The expected answer holds every line from the first line of the data below through the line containing "a host that", exactly as written, and no other line.

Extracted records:
........
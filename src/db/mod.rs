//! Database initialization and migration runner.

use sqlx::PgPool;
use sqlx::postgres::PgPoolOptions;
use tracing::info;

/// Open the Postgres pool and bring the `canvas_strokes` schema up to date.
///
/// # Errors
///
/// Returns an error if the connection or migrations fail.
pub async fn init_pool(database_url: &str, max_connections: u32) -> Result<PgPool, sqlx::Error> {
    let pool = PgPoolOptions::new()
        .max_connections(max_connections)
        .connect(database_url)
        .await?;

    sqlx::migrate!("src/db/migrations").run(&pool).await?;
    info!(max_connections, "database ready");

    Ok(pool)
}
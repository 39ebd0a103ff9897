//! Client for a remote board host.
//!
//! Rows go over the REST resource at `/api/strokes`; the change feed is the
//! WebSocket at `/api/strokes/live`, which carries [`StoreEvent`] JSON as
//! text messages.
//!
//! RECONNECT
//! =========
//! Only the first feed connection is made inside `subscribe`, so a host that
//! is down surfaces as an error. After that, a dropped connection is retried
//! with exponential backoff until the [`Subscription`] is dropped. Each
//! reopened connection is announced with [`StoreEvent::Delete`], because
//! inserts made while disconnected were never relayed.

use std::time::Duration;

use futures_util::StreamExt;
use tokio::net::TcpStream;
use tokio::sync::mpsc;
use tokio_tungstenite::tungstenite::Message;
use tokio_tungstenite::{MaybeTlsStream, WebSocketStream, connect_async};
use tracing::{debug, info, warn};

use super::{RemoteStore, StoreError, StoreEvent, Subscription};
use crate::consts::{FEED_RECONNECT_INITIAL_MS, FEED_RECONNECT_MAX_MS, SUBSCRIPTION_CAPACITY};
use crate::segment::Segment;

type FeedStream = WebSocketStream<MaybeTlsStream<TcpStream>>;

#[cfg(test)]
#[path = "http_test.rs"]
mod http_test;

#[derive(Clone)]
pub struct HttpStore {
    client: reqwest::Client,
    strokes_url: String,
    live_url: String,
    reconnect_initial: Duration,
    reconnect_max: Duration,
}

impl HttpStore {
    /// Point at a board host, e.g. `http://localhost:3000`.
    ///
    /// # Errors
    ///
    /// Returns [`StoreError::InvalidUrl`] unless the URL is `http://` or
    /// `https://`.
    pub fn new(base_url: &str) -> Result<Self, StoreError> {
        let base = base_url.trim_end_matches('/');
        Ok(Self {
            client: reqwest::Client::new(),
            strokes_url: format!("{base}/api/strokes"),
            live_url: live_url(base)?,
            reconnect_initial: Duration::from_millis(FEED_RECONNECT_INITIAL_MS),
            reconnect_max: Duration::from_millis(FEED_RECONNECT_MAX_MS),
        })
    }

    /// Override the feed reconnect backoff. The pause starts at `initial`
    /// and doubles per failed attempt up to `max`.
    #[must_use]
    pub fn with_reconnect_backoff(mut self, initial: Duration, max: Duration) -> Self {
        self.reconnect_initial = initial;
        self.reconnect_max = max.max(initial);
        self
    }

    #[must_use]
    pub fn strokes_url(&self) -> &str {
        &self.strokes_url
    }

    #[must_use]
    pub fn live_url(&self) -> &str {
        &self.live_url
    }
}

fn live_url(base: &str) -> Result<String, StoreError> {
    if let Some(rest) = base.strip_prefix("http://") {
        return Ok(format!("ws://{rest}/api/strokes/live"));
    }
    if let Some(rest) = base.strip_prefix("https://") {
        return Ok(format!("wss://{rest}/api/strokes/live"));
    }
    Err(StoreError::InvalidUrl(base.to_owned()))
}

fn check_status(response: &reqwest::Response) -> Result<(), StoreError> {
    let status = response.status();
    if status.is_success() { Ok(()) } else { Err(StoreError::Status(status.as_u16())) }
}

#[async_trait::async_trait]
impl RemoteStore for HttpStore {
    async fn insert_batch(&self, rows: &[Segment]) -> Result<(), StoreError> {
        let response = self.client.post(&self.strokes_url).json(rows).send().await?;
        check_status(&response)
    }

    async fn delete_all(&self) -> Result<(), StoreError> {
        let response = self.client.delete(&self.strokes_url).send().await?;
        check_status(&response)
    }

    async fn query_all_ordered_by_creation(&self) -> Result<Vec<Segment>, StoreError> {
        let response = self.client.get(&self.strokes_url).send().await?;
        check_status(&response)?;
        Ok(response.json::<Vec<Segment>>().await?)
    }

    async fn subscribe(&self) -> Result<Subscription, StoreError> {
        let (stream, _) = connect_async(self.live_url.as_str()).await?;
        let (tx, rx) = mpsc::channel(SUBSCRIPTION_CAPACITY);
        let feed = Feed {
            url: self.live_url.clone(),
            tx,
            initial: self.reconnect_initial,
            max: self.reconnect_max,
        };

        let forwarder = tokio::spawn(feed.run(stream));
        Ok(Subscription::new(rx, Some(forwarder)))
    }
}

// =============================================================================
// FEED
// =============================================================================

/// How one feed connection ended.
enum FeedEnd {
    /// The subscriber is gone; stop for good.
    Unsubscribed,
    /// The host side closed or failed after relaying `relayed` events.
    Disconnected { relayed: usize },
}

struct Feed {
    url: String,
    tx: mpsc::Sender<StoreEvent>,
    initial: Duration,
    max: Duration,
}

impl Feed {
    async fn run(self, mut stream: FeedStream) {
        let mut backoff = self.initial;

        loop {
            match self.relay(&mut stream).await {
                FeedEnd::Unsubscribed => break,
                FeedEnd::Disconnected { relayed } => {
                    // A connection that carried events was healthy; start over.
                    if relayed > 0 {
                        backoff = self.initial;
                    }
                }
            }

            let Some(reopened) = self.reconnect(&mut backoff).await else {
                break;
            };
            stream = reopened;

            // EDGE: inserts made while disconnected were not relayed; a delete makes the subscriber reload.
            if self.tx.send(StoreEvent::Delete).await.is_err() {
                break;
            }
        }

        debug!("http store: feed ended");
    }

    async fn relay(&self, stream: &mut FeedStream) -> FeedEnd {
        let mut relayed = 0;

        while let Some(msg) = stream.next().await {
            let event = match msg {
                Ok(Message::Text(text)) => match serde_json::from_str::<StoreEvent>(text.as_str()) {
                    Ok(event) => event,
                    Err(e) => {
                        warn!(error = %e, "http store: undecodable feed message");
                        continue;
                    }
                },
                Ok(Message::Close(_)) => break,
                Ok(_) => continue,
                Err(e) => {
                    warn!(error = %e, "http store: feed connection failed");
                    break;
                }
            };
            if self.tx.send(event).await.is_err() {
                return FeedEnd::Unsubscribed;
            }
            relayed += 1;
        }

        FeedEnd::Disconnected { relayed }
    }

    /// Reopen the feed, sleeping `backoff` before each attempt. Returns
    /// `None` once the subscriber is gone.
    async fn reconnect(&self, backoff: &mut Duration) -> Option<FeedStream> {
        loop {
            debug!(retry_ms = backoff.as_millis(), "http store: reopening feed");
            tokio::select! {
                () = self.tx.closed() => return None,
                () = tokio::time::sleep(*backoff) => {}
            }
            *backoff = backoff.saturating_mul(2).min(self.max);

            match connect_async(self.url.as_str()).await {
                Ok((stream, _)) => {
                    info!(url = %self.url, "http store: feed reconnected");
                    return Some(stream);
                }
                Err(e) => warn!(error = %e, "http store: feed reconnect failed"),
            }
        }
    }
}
........
Solution –
filename src/db/mod.rs
//! Database initialization and migration runner.

use sqlx::PgPool;
use sqlx::postgres::PgPoolOptions;
use tracing::info;

/// Open the Postgres pool and bring the `canvas_strokes` schema up to date.
///
/// # Errors
///
/// Returns an error if the connection or migrations fail.
pub async fn init_pool(database_url: &str, max_connections: u32) -> Result<PgPool, sqlx::Error> {
    let pool = PgPoolOptions::new()
        .max_connections(max_connections)
        .connect(database_url)
        .await?;

    sqlx::migrate!("src/db/migrations").run(&pool).await?;
    info!(max_connections, "database ready");

    Ok(pool)
}
repository 39ebd0a103ff9897
//! Client for a remote board host.
//!
//! Rows go over the REST resource at `/api/strokes`; the change feed is the
//! WebSocket at `/api/strokes/live`, which carries [`StoreEvent`] JSON as
//! text messages.
//!
//! RECONNECT
//! =========
//! Only the first feed connection is made inside `subscribe`, so a host that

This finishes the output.